The estimated population mortality rate of 13.23 deaths per million is also subject to uncertainty due to the number of cases that may have died from H1N1 and have remained undiagnosed. Furthermore, the proportion of undiagnosed cases may vary across different countries.
Regarding the time distribution of fatal cases, it follows an epidemic curve with a peak two weeks later than the peak of the sentinel surveillance system. This finding is consistent with the average time from onset of symptoms to death (16 days).
The age distribution of the fatal cases is significantly different from that of the laboratory confirmed cases (Figure 4). As already mentioned, the median age of all fatal cases was 53 years, in contrast to the median age of laboratory confirmed cases (23 years). The elderly appear to be protected from infection to some extent, but when infected, they are more likely to have a fatal outcome than younger cases.
The majority of those who died had at least one underlying disease. However, for a considerable minority of cases who died (20%) no underlying condition was reported. Our findings are in agreement with those reported earlier in the UK, the USA and countries from the southern hemisphere [8][9][10]. Pregnant women seem to be under-represented here compared to the results of other studies worldwide [6][11][12]. However, it is precarious to draw conclusions regarding pregnancy as a risk factor due to the relatively small number of fatal cases analyzed.

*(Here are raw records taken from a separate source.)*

#[cfg(test)]
mod tests {
    use super::*;
    use crate::curriculum::ConceptRecord;
    use crate::rag::reranking::ReRanker;
    use async_trait::async_trait;
    use std::sync::Mutex;

    struct FixedRetriever {
        scores: Vec<(&'static str, f32)>,
    }

    impl Retriever for FixedRetriever {
        fn search(&self, _query: &str, top_k: usize, _min_score: f32) -> Result<Vec<SearchResult>> {
            Ok(self
                .scores
                .iter()
                .take(top_k)
                .enumerate()
                .map(|(i, (name, score))| SearchResult::new(ConceptRecord::named(*name), *score, i + 1))
                .collect())
        }
    }

    struct FailingRetriever;

    impl Retriever for FailingRetriever {
        fn search(&self, _query: &str, _top_k: usize, _min_score: f32) -> Result<Vec<SearchResult>> {
            Err(QnaError::RetrieverNotReady("unloaded".to_string()))
        }
    }

    /// Records every prompt; replies with a fixed answer or fails
    struct ScriptedChat {
        reply: Option<String>,
        prompts: Mutex<Vec<String>>,
    }

    impl ScriptedChat {
        fn replying(reply: &str) -> Arc<Self> {
            Arc::new(Self {
                reply: Some(reply.to_string()),
                prompts: Mutex::new(Vec::new()),
            })
        }

        fn failing() -> Arc<Self> {
            Arc::new(Self {
                reply: None,
                prompts: Mutex::new(Vec::new()),
            })
        }

        fn calls(&self) -> usize {
            self.prompts.lock().unwrap().len()
        }
    }

    #[async_trait]
    impl ChatModel for ScriptedChat {
        fn model_name(&self) -> &str {
            "scripted"
        }

        async fn complete(&self, _system: &str, user: &str) -> Result<String> {
            self.prompts.lock().unwrap().push(user.to_string());
            self.reply
                .clone()
                .ok_or_else(|| QnaError::ChatApi("HTTP 500: boom".to_string()))
        }
    }

    fn pipeline(scores: Vec<(&'static str, f32)>, chat: Arc<ScriptedChat>) -> RAGPipeline {
        RAGPipeline::new(Arc::new(FixedRetriever { scores }), chat)
    }

    #[tokio::test]
    async fn test_no_data_skips_chat() {
        let chat = ScriptedChat::replying("unused");
        let mut rag = pipeline(vec![("토닉", 0.49), ("도미넌트", 0.2)], chat.clone());

        let response = rag.answer("What is a cadence?").await;
        assert!(response.sources.is_empty());
        assert_eq!(response.confidence, Confidence::None);
        assert_eq!(response.coverage, Coverage::None);
        assert!(response.gap_recorded);
        assert!(response.answer.contains("What is a cadence?"));
        assert!(response.answer.contains("cadence"));
        assert_eq!(chat.calls(), 0);
        assert_eq!(rag.stats().no_data_answers, 1);
        assert_eq!(rag.gaps()[0].kind, GapKind::NoCoverage);
    }

    #[tokio::test]
    async fn test_high_confidence_answer() {
        let chat = ScriptedChat::replying("도미넌트는 [참고자료 1] ...");
        let mut rag = pipeline(
            vec![("도미넌트", 0.82), ("토닉", 0.75), ("버금딸림", 0.72)],
            chat.clone(),
        );

        let response = rag.answer("도미넌트란?").await;
        assert_eq!(response.confidence, Confidence::High);
        assert_eq!(response.coverage, Coverage::Complete);
        assert!(!response.gap_recorded);
        assert_eq!(response.model, "scripted");
        // only max_passages sources reach the prompt
        assert_eq!(response.sources.len(), 2);

        let prompt = chat.prompts.lock().unwrap()[0].clone();
        assert!(prompt.starts_with("질문: 도미넌트란?"));
        assert!(prompt.contains("[참고자료 2]"));
        assert!(!prompt.contains("[참고자료 3]"));
        assert_eq!(rag.stats().successful_answers, 1);
        assert!(rag.gaps().is_empty());
    }

    #[tokio::test]
    async fn test_partial_coverage_records_gap() {
        let chat = ScriptedChat::replying("부분 답변");
        let mut rag = pipeline(vec![("토닉", 0.6), ("도미넌트", 0.3)], chat.clone());

        let response = rag.answer("Tonic chord?").await;
        assert_eq!(response.confidence, Confidence::Medium);
        assert_eq!(response.coverage, Coverage::Partial);
        assert!(response.gap_recorded);
        assert_eq!(response.sources.len(), 1);
        assert_eq!(response.detected_terms, vec!["Tonic", "chord"]);
        assert_eq!(rag.gaps()[0].kind, GapKind::PartialCoverage);
        assert_eq!(chat.calls(), 1);
    }

    #[tokio::test]
    async fn test_retriever_error_becomes_error_response() {
        let chat = ScriptedChat::replying("unused");
        let mut rag = RAGPipeline::new(Arc::new(FailingRetriever), chat.clone());

        let response = rag.answer("토닉").await;
        assert!(response.is_error());
        assert_eq!(response.coverage, Coverage::Error);
        assert!(response.answer.starts_with("시스템 오류: "));
        assert!(response.sources.is_empty());
        assert_eq!(chat.calls(), 0);
        assert_eq!(rag.stats().errors, 1);
    }

    #[tokio::test]
    async fn test_chat_error_becomes_error_response() {
        let chat = ScriptedChat::failing();
        let mut rag = pipeline(vec![("토닉", 0.9)], chat.clone());

        let response = rag.answer("토닉").await;
        assert!(response.is_error());
        assert!(response.answer.contains("HTTP 500"));
        assert!(response.sources.is_empty());
        // no retry
        assert_eq!(chat.calls(), 1);
    }

    #[tokio::test]
    async fn test_stats_accumulate() {
        let chat = ScriptedChat::replying("ok");
        let mut rag = pipeline(vec![("토닉", 0.9)], chat);
        rag.answer("a").await;
        rag.answer("b").await;
        assert_eq!(rag.stats().total_queries, 2);
        assert_eq!(rag.stats().successful_answers, 2);
    }

    #[tokio::test]
    async fn test_floor_is_inclusive() {
        let chat = ScriptedChat::replying("ok");
        let mut rag = pipeline(vec![("토닉", 0.5)], chat.clone());

        let response = rag.answer("토닉").await;
        assert_eq!(response.sources.len(), 1);
        assert_eq!(response.confidence, Confidence::Medium);
        assert_eq!(response.coverage, Coverage::Partial);
        assert_eq!(chat.calls(), 1);
    }

    #[tokio::test]
    async fn test_high_confidence_is_inclusive() {
        let chat = ScriptedChat::replying("ok");
        let mut rag = pipeline(vec![("토닉", 0.7)], chat);

        let response = rag.answer("토닉").await;
        assert_eq!(response.confidence, Confidence::High);
        assert_eq!(response.coverage, Coverage::Complete);
        assert!(!response.gap_recorded);
    }

    #[tokio::test]
    async fn test_complete_answer_uses_only_high_tier_sources() {
        let chat = ScriptedChat::replying("ok");
        let mut rag = pipeline(vec![("도미넌트", 0.82), ("토닉", 0.6)], chat.clone());

        let response = rag.answer("도미넌트란?").await;
        assert_eq!(response.confidence, Confidence::High);
        assert_eq!(response.sources.len(), 1);
        assert_eq!(response.sources[0].record.concept_ko, "도미넌트");

        let prompt = chat.prompts.lock().unwrap()[0].clone();
        assert!(!prompt.contains("[참고자료 2]"));
    }

    /// Returns candidates already alias re-ranked, as `VectorRetriever` does
    struct ReRankedRetriever {
        scores: Vec<(&'static str, f32)>,
    }

    impl Retriever for ReRankedRetriever {
        fn search(&self, query: &str, _top_k: usize, _min_score: f32) -> Result<Vec<SearchResult>> {
            let candidates = self
                .scores
                .iter()
                .enumerate()
                .map(|(i, (name, score))| SearchResult::new(ConceptRecord::named(*name), *score, i + 1))
                .collect();
            Ok(ReRanker::new().rerank(query, candidates))
        }
    }

    #[tokio::test]
    async fn test_alias_boost_lifts_exact_match_over_floor() {
        let chat = ScriptedChat::replying("세컨더리 도미넌트는 ...");
        let retriever = ReRankedRetriever {
            scores: vec![("도미넌트 세븐스 코드", 0.46), ("세컨더리 도미넌트", 0.47)],
        };
        let mut rag = RAGPipeline::new(Arc::new(retriever), chat.clone());

        let response = rag.answer("세컨더리 도미넌트").await;

        // raw 0.47 is under the 0.5 floor; the exact-name boost brings it to 0.52
        assert_eq!(response.sources.len(), 1);
        assert_eq!(response.sources[0].record.concept_ko, "세컨더리 도미넌트");
        assert!(response.sources[0].base_score < 0.5);
        assert!(response.sources[0].score >= 0.5);
        assert_eq!(response.confidence, Confidence::Medium);
        assert_eq!(chat.calls(), 1);
    }

    #[test]
    fn test_no_data_answer_without_terms() {
        let text = no_data_answer("화성학", &[]);
        assert!(text.contains("\"화성학\""));
        assert!(text.contains("없음"));
    }
}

Obesity prevalence was higher among adults in our study (26%), compared to the general adult population obesity prevalence in Greece (17.5%) [13]. Other studies have also identified obesity as one of the most noticeable risk factors among critically ill patients [11][14][15]. The impact of obesity was particularly high in the age group 40-59 years (40.6%). Its role, however, remains to be further investigated.
A large proportion of children and teenagers (63%) in our study had neurocognitive or neuromuscular disorders. This is consistent with the findings of a study in the USA [16], in which 61% of children who died from pandemic H1N1 influenza suffered from neurodevelopmental disorders.
Data regarding the time course of illness are comparable with those reported in other studies [8][11][15][16].
A first limitation of this study may be underdiagnosis of fatal cases from pandemic influenza H1N1. The difficulty in determining whether the death is attributable to H1N1 infection or to associated factors remains a major limitation too. A third limitation is the unavailability of data on the time when antiviral therapy started. Last, data on underlying conditions and risk factors are missing for 6% of pandemic fatal cases.
These findings should be taken into consideration when vaccination strategies are employed. Given the low vaccination coverage of the population of Greece [17][18], persons at high risk for influenza complications should still be given priority. Regarding the vaccination of the whole population, apart from the fact that a substantial minority of deaths occurred among healthy people, the results of cost benefit analyses should also be taken into account.
COMPETING INTERESTS
The authors have declared that no competing interests exist.